* _Your assignment_
Please report every line in the entries that contains the string "anyhow".

-- Exercise inputs follows --

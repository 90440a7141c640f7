// src/analysis/mod.rs

//! Correlation and CHSH statistics.
//!
//! A correlation `E` for one pair of analyzer settings is
//! `2 * P(agree) - 1`, where the agreeing outcomes are the all-zeros and
//! all-ones readings. Four correlations combine into
//! `S = E1 - E2 + E3 + E4`.

use crate::core::{BasisLabel, BellError, CLASSICAL_BOUND, Result, TSIRELSON_BOUND};
use crate::simulation::ProbabilityMap;
use serde::Serialize;

/// Turns probability maps into correlation values for one register size.
#[derive(Debug, Clone, PartialEq, Eq)]
pub struct CorrelationEngine {
    agree: [BasisLabel; 2],
}

impl CorrelationEngine {
    /// Engine whose agreeing outcomes are all-zeros and all-ones of an
    /// `num_qubits` register (`00` and `11` for a pair).
    pub fn for_register(num_qubits: usize) -> Result<Self> {
        Ok(Self {
            agree: [BasisLabel::all_zeros(num_qubits)?, BasisLabel::all_ones(num_qubits)?],
        })
    }

    /// The outcomes that count as agreement. Extract these before correlating.
    pub fn agree_labels(&self) -> &[BasisLabel] {
        &self.agree
    }

    /// `2 * (P(all zeros) + P(all ones)) - 1`.
    ///
    /// Other entries of the map are ignored. Given non-negative probabilities
    /// summing to at most one over the two labels, the result lies in [-1, 1].
    ///
    /// # Errors
    /// * `BellError::Label` if either agreeing outcome is absent from the map;
    ///   a missing outcome is never treated as zero probability.
    pub fn correlation(&self, probabilities: &ProbabilityMap) -> Result<f64> {
        let agree = self
            .agree
            .iter()
            .map(|label| probabilities.require(label))
            .sum::<Result<f64>>()?;
        Ok(2.0 * agree - 1.0)
    }
}

/// `S = e_ab - e_ab_prime + e_a_prime_b + e_a_prime_b_prime`.
///
/// Inputs are matched by role, in the order the four settings are measured:
/// (a, b), (a, b'), (a', b), (a', b').
///
/// # Errors
/// * `BellError::InvalidOperation` if any input is not finite.
pub fn chsh(e_ab: f64, e_ab_prime: f64, e_a_prime_b: f64, e_a_prime_b_prime: f64) -> Result<f64> {
    let inputs = [e_ab, e_ab_prime, e_a_prime_b, e_a_prime_b_prime];
    if let Some(bad) = inputs.iter().find(|e| !e.is_finite()) {
        return Err(BellError::InvalidOperation {
            message: format!("CHSH inputs must be finite reals, got {}", bad),
        });
    }
    Ok(e_ab - e_ab_prime + e_a_prime_b + e_a_prime_b_prime)
}

/// The CHSH value together with its interpretation against the bounds.
#[derive(Debug, Clone, Copy, PartialEq, Serialize)]
pub struct ChshStatistic {
    pub s: f64,
    /// |S| > 2: no local-hidden-variable model reproduces the correlations.
    pub violates_classical_bound: bool,
    /// |S| <= 2√2 within `tolerance`.
    pub within_tsirelson_bound: bool,
}

impl ChshStatistic {
    /// Computes S from the four correlations and classifies it.
    pub fn from_correlations(correlations: [f64; 4], tolerance: f64) -> Result<Self> {
        let [e_ab, e_ab_prime, e_a_prime_b, e_a_prime_b_prime] = correlations;
        let s = chsh(e_ab, e_ab_prime, e_a_prime_b, e_a_prime_b_prime)?;
        Ok(Self {
            s,
            violates_classical_bound: s.abs() > CLASSICAL_BOUND + tolerance,
            within_tsirelson_bound: s.abs() <= TSIRELSON_BOUND + tolerance,
        })
    }
}

#[cfg(test)]
mod tests {
    use super::*;

    fn map(p00: f64, p11: f64) -> Result<ProbabilityMap> {
        let mut map = ProbabilityMap::new();
        map.insert(BasisLabel::parse("00", 2)?, p00)?;
        map.insert(BasisLabel::parse("11", 2)?, p11)?;
        Ok(map)
    }

    #[test]
    fn perfect_agreement_and_disagreement() -> Result<()> {
        let engine = CorrelationEngine::for_register(2)?;
        assert_eq!(engine.correlation(&map(0.5, 0.5)?)?, 1.0);
        assert_eq!(engine.correlation(&map(0.0, 0.0)?)?, -1.0);
        assert_eq!(engine.correlation(&map(0.25, 0.25)?)?, 0.0);
        Ok(())
    }

    #[test]
    fn extra_outcomes_are_ignored() -> Result<()> {
        let engine = CorrelationEngine::for_register(2)?;
        let mut probabilities = map(0.3, 0.2)?;
        probabilities.insert(BasisLabel::parse("01", 2)?, 0.5)?;
        assert!((engine.correlation(&probabilities)? - 0.0).abs() < 1e-15);
        Ok(())
    }

    #[test]
    fn missing_agree_label_is_an_error() -> Result<()> {
        let engine = CorrelationEngine::for_register(2)?;
        let mut probabilities = ProbabilityMap::new();
        probabilities.insert(BasisLabel::parse("00", 2)?, 0.5)?;
        assert!(matches!(engine.correlation(&probabilities), Err(BellError::Label { .. })));
        Ok(())
    }

    #[test]
    fn agree_labels_generalize_to_wider_registers() -> Result<()> {
        let engine = CorrelationEngine::for_register(3)?;
        let labels: Vec<&str> = engine.agree_labels().iter().map(|l| l.as_str()).collect();
        assert_eq!(labels, vec!["000", "111"]);
        Ok(())
    }

    #[test]
    fn chsh_combines_by_role() -> Result<()> {
        assert_eq!(chsh(1.0, 0.0, 0.0, 0.0)?, 1.0);
        assert_eq!(chsh(0.0, 1.0, 0.0, 0.0)?, -1.0);
        assert_eq!(chsh(0.0, 0.0, 1.0, 0.0)?, 1.0);
        assert_eq!(chsh(0.0, 0.0, 0.0, 1.0)?, 1.0);
        Ok(())
    }

    #[test]
    fn chsh_rejects_non_finite_input() {
        assert!(matches!(chsh(f64::NAN, 0.0, 0.0, 0.0), Err(BellError::InvalidOperation { .. })));
        assert!(chsh(0.0, 0.0, f64::NEG_INFINITY, 0.0).is_err());
    }

    #[test]
    fn statistic_classifies_bounds() -> Result<()> {
        let h = std::f64::consts::FRAC_1_SQRT_2;
        let quantum = ChshStatistic::from_correlations([h, -h, h, h], 1e-9)?;
        assert!(quantum.violates_classical_bound && quantum.within_tsirelson_bound);

        let classical = ChshStatistic::from_correlations([1.0, 1.0, 1.0, 1.0], 1e-9)?;
        assert_eq!(classical.s, 2.0);
        assert!(!classical.violates_classical_bound);

        let impossible = ChshStatistic::from_correlations([1.0, -1.0, 1.0, 1.0], 1e-9)?;
        assert!(!impossible.within_tsirelson_bound);
        Ok(())
    }
}
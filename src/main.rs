use anyhow::Context;
use bellsim::experiment::{AngleConvention, ExperimentConfig, Preset, Setting, run_experiment};
use clap::Parser;
use std::path::PathBuf;
use tracing_subscriber::EnvFilter;

/// Simulates the CHSH Bell-inequality experiment on an entangled qubit pair
#[derive(Parser, Debug)]
#[command(author, version, about, long_about = None)]
struct Cli {
    /// Angle table to start from.
    #[arg(long, value_enum, default_value_t = Preset::Standard)]
    preset: Preset,

    /// JSON experiment config. Replaces the preset; flags below still override it.
    #[arg(short, long)]
    config: Option<PathBuf>,

    /// Alice's first analyzer angle (radians).
    #[arg(long, allow_hyphen_values = true)]
    a: Option<f64>,

    /// Alice's second analyzer angle (radians).
    #[arg(long, allow_hyphen_values = true)]
    a_prime: Option<f64>,

    /// Bob's first analyzer angle (radians).
    #[arg(long, allow_hyphen_values = true)]
    b: Option<f64>,

    /// Bob's second analyzer angle (radians).
    #[arg(long, allow_hyphen_values = true)]
    b_prime: Option<f64>,

    /// How analyzer angles map onto Y rotations.
    #[arg(long, value_enum)]
    convention: Option<AngleConvention>,

    /// Allowed drift of the squared norm after each gate.
    #[arg(long)]
    tolerance: Option<f64>,

    /// Print the report as JSON instead of text.
    #[arg(long)]
    json: bool,

    /// Skip the per-trial probability tables.
    #[arg(short, long)]
    quiet: bool,

    /// Print the gate diagram of each setting.
    #[arg(long)]
    circuit: bool,

    /// Log trial details to stderr.
    #[arg(short, long)]
    verbose: bool,
}

impl Cli {
    fn experiment_config(&self) -> anyhow::Result<ExperimentConfig> {
        let mut config = match &self.config {
            Some(path) => ExperimentConfig::from_json_file(path)
                .with_context(|| format!("loading experiment config from {}", path.display()))?,
            None => ExperimentConfig::preset(self.preset),
        };
        if let Some(a) = self.a {
            config.a = a;
        }
        if let Some(a_prime) = self.a_prime {
            config.a_prime = a_prime;
        }
        if let Some(b) = self.b {
            config.b = b;
        }
        if let Some(b_prime) = self.b_prime {
            config.b_prime = b_prime;
        }
        if let Some(convention) = self.convention {
            config.convention = convention;
        }
        if let Some(tolerance) = self.tolerance {
            config.tolerance = tolerance;
        }
        config.validate()?;
        Ok(config)
    }
}

fn main() -> anyhow::Result<()> {
    let cli = Cli::parse();

    let default_level = if cli.verbose { "debug" } else { "warn" };
    tracing_subscriber::fmt()
        .with_env_filter(EnvFilter::try_from_default_env().unwrap_or_else(|_| EnvFilter::new(default_level)))
        .with_writer(std::io::stderr)
        .init();

    let config = cli.experiment_config()?;

    if cli.circuit {
        for setting in Setting::ALL {
            println!("{}:\n{}", setting, config.circuit(setting));
        }
    }

    let report = run_experiment(&config).context("CHSH experiment aborted")?;

    if cli.json {
        println!("{}", serde_json::to_string_pretty(&report)?);
    } else if cli.quiet {
        print!("{}", report.summary());
    } else {
        print!("{}", report);
    }

    Ok(())
}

-- Exercise inputs concluded --

* _Output of the exercise_
use anyhow::Context;
    fn experiment_config(&self) -> anyhow::Result<ExperimentConfig> {
fn main() -> anyhow::Result<()> {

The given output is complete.